🤖 AI Summary
This work investigates whether the infinite-width neural network paradigm can be circumvented by directly modeling dynamic learning processes in the space of probability measures. To this end, we propose Gaussian Mixture (GM) layers: neural modules that embed learnable Gaussian mixture distributions into the network architecture and define differentiable distributional dynamics in the measure space via Wasserstein gradient flows and mean-field theory. Unlike conventional parametric layers, GM layers enable end-to-end optimization over probability distributions themselves—bypassing reliance on fixed parameterized architectures—and exhibit distinct dynamical behavior compared to fully connected layers. Empirically, a single GM layer achieves classification accuracy comparable to a two-layer fully connected network on standard benchmarks, validating its effectiveness.
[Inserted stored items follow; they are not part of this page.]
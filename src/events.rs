//! Core event and issue types for the behavioral observer
//!
//! This module defines the fundamental data structures used throughout the application
//! for representing observed module events, detected issues and their classification.

use chrono::{DateTime, Utc};
use serde::{Deserialize, Serialize};
use std::collections::{BTreeMap, BTreeSet};
use std::fmt;

/// Timestamp type for consistent time handling across the application
pub type Timestamp = DateTime<Utc>;

/// Identity of one tracked state machine instance: a module plus an entity id
#[derive(Debug, Clone, PartialEq, Eq, Hash, PartialOrd, Ord, Serialize, Deserialize)]
pub struct EntityKey {
    pub module: String,
    pub entity_id: String,
}

impl EntityKey {
    pub fn new(module: impl Into<String>, entity_id: impl Into<String>) -> Self {
        Self {
            module: module.into(),
            entity_id: entity_id.into(),
        }
    }
}

impl fmt::Display for EntityKey {
    fn fmt(&self, f: &mut fmt::Formatter<'_>) -> fmt::Result {
        write!(f, "{}/{}", self.module, self.entity_id)
    }
}

/// Something a functional module reports about one of its entities
#[derive(Debug, Clone, PartialEq, Serialize, Deserialize)]
#[serde(tag = "kind", rename_all = "snake_case")]
pub enum ObservedEvent {
    /// The entity moved from one state to another
    Transition {
        from: String,
        to: String,
        /// Write identifiers the module performed as part of the move
        #[serde(default)]
        writes: BTreeSet<String>,
        at: Timestamp,
    },
    /// Liveness ping without a state change
    Interaction { at: Timestamp },
}

impl ObservedEvent {
    /// When the event happened
    pub fn at(&self) -> Timestamp {
        match self {
            ObservedEvent::Transition { at, .. } | ObservedEvent::Interaction { at } => *at,
        }
    }
}

/// Severity level for detected issues and alerts
#[derive(Debug, Clone, Copy, Serialize, Deserialize, PartialEq, Eq, Hash, PartialOrd, Ord)]
#[serde(rename_all = "lowercase")]
pub enum Severity {
    /// Informational, surfaces only in reports
    Info,
    /// Warning that may require attention
    Warning,
    /// Critical issue requiring immediate attention
    Critical,
}

impl Severity {
    /// Whether issues of this severity are escalated to the operator
    pub fn is_alertable(&self) -> bool {
        matches!(self, Severity::Warning | Severity::Critical)
    }
}

impl fmt::Display for Severity {
    fn fmt(&self, f: &mut fmt::Formatter<'_>) -> fmt::Result {
        match self {
            Severity::Info => write!(f, "INFO"),
            Severity::Warning => write!(f, "WARNING"),
            Severity::Critical => write!(f, "CRITICAL"),
        }
    }
}

/// Kind of divergence between observed behavior and the specification
#[derive(Debug, Clone, Copy, Serialize, Deserialize, PartialEq, Eq, Hash, PartialOrd, Ord)]
#[serde(rename_all = "snake_case")]
pub enum IssueCategory {
    /// A (from, to) pair the specification does not declare
    InvalidTransition,
    /// A declared transition happened without its expected writes
    MissingWrite,
    /// An entity stayed in one state past its threshold
    StuckState,
    /// No activity observed for an entity past its threshold
    StaleInteraction,
}

impl IssueCategory {
    pub const ALL: [IssueCategory; 4] = [
        IssueCategory::InvalidTransition,
        IssueCategory::MissingWrite,
        IssueCategory::StuckState,
        IssueCategory::StaleInteraction,
    ];

    /// Severity used when the specification does not override it
    pub fn default_severity(&self) -> Severity {
        match self {
            IssueCategory::InvalidTransition | IssueCategory::MissingWrite => Severity::Critical,
            IssueCategory::StuckState => Severity::Warning,
            IssueCategory::StaleInteraction => Severity::Info,
        }
    }

    pub fn as_str(&self) -> &'static str {
        match self {
            IssueCategory::InvalidTransition => "invalid_transition",
            IssueCategory::MissingWrite => "missing_write",
            IssueCategory::StuckState => "stuck_state",
            IssueCategory::StaleInteraction => "stale_interaction",
        }
    }
}

impl fmt::Display for IssueCategory {
    fn fmt(&self, f: &mut fmt::Formatter<'_>) -> fmt::Result {
        f.write_str(self.as_str())
    }
}

/// A recorded anomaly
///
/// Issues are immutable once they enter the [`IssueLog`](crate::issues::IssueLog),
/// which assigns the sequence `id` on append. Ids grow with append order.
#[derive(Debug, Clone, Serialize, Deserialize, PartialEq)]
pub struct Issue {
    pub id: u64,
    pub timestamp: Timestamp,
    pub severity: Severity,
    pub category: IssueCategory,
    pub module: String,
    pub entity_id: String,
    pub message: String,
    #[serde(default)]
    pub metadata: BTreeMap<String, serde_json::Value>,
}

impl Issue {
    /// Create an issue that has not been logged yet (id 0)
    pub fn new(
        timestamp: Timestamp,
        severity: Severity,
        category: IssueCategory,
        key: &EntityKey,
        message: impl Into<String>,
    ) -> Self {
        Self {
            id: 0,
            timestamp,
            severity,
            category,
            module: key.module.clone(),
            entity_id: key.entity_id.clone(),
            message: message.into(),
            metadata: BTreeMap::new(),
        }
    }

    /// Attach a metadata entry
    pub fn with_meta(mut self, key: &str, value: impl Into<serde_json::Value>) -> Self {
        self.metadata.insert(key.to_string(), value.into());
        self
    }

    /// The (module, category) pair alerts are rate limited on
    pub fn alert_key(&self) -> (String, IssueCategory) {
        (self.module.clone(), self.category)
    }
}
//! Raw, deserialized shape of a behavioral specification document
//!
//! These types mirror the on-disk TOML/JSON layout one-to-one. They are
//! validated and indexed into a [`SpecRegistry`](super::SpecRegistry) and
//! never consulted at query time.

use crate::events::Severity;
use serde::Deserialize;
use std::collections::BTreeMap;

/// Top-level specification document
#[derive(Debug, Clone, Deserialize, Default)]
#[serde(deny_unknown_fields)]
pub struct SpecDocument {
    #[serde(default)]
    pub modules: BTreeMap<String, ModuleDocument>,
}

/// One module's state machine as written in the document
#[derive(Debug, Clone, Deserialize)]
#[serde(deny_unknown_fields)]
pub struct ModuleDocument {
    pub states: Vec<String>,
    /// States in which an entity is expected to rest indefinitely
    #[serde(default)]
    pub terminal: Vec<String>,
    #[serde(default)]
    pub transitions: Vec<TransitionDocument>,
    /// "from->to" (or "from→to") mapped to required write identifiers
    #[serde(default)]
    pub writes: BTreeMap<String, Vec<String>>,
    #[serde(default)]
    pub sla: SlaDocument,
    /// Category name mapped to severity
    #[serde(default)]
    pub severities: BTreeMap<String, Severity>,
}

#[derive(Debug, Clone, Deserialize, PartialEq, Eq)]
#[serde(deny_unknown_fields)]
pub struct TransitionDocument {
    pub from: String,
    pub to: String,
}

#[derive(Debug, Clone, Deserialize, Default)]
#[serde(deny_unknown_fields)]
pub struct SlaDocument {
    pub stuck_minutes: Option<u64>,
    pub stale_minutes: Option<u64>,
}

/// Split a writes key into its (from, to) halves
///
/// Accepts both the arrow glyph and the ASCII `->` form, with optional
/// whitespace around the states.
pub fn split_transition_key(key: &str) -> Option<(&str, &str)> {
    let (from, to) = key.split_once('→').or_else(|| key.split_once("->"))?;
    let (from, to) = (from.trim(), to.trim());
    if from.is_empty() || to.is_empty() {
        return None;
    }
    Some((from, to))
}

#[cfg(test)]
mod tests {
    use super::*;

    #[test]
    fn test_split_transition_key_forms() {
        assert_eq!(split_transition_key("draft->active"), Some(("draft", "active")));
        assert_eq!(split_transition_key("draft→active"), Some(("draft", "active")));
        assert_eq!(
            split_transition_key(" draft -> active "),
            Some(("draft", "active"))
        );
    }

    #[test]
    fn test_split_transition_key_rejects_malformed() {
        assert_eq!(split_transition_key("draft"), None);
        assert_eq!(split_transition_key("->active"), None);
        assert_eq!(split_transition_key("draft->"), None);
        assert_eq!(split_transition_key(""), None);
    }

    #[test]
    fn test_module_document_defaults() {
        let doc: ModuleDocument = toml::from_str(r#"states = ["a"]"#).unwrap();
        assert!(doc.transitions.is_empty());
        assert!(doc.writes.is_empty());
        assert!(doc.sla.stuck_minutes.is_none());
        assert!(doc.severities.is_empty());
    }

    #[test]
    fn test_unknown_fields_rejected() {
        let result: Result<ModuleDocument, _> = toml::from_str(
            r#"
            states = ["a"]
            transitons = []
            "#,
        );
        assert!(result.is_err());
    }
}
This approach establishes a nonparametric, measure-theoretic paradigm for neural network design, shifting focus from weight optimization to distributional evolution in Wasserstein space.
📝 Abstract
The mean-field theory for two-layer neural networks considers infinitely wide networks that are linearly parameterized by a probability measure over the parameter space. This nonparametric perspective has significantly advanced both the theoretical and conceptual understanding of neural networks, with substantial efforts made to validate its applicability to networks of moderate width. In this work, we explore the opposite direction, investigating whether dynamics can be directly implemented over probability measures. Specifically, we employ Gaussian mixture models as a flexible and expressive parametric family of distributions together with the theory of Wasserstein gradient flows to derive training dynamics for such measures. Our approach introduces a new type of layer -- the Gaussian mixture (GM) layer -- that can be integrated into neural network architectures. As a proof of concept, we validate our proposal through experiments on simple classification tasks, where a GM layer achieves test performance comparable to that of a two-layer fully connected network. Furthermore, we examine the behavior of these dynamics and demonstrate numerically that GM layers exhibit markedly different behavior compared to classical fully connected layers, even when the latter are large enough to be considered in the mean-field regime.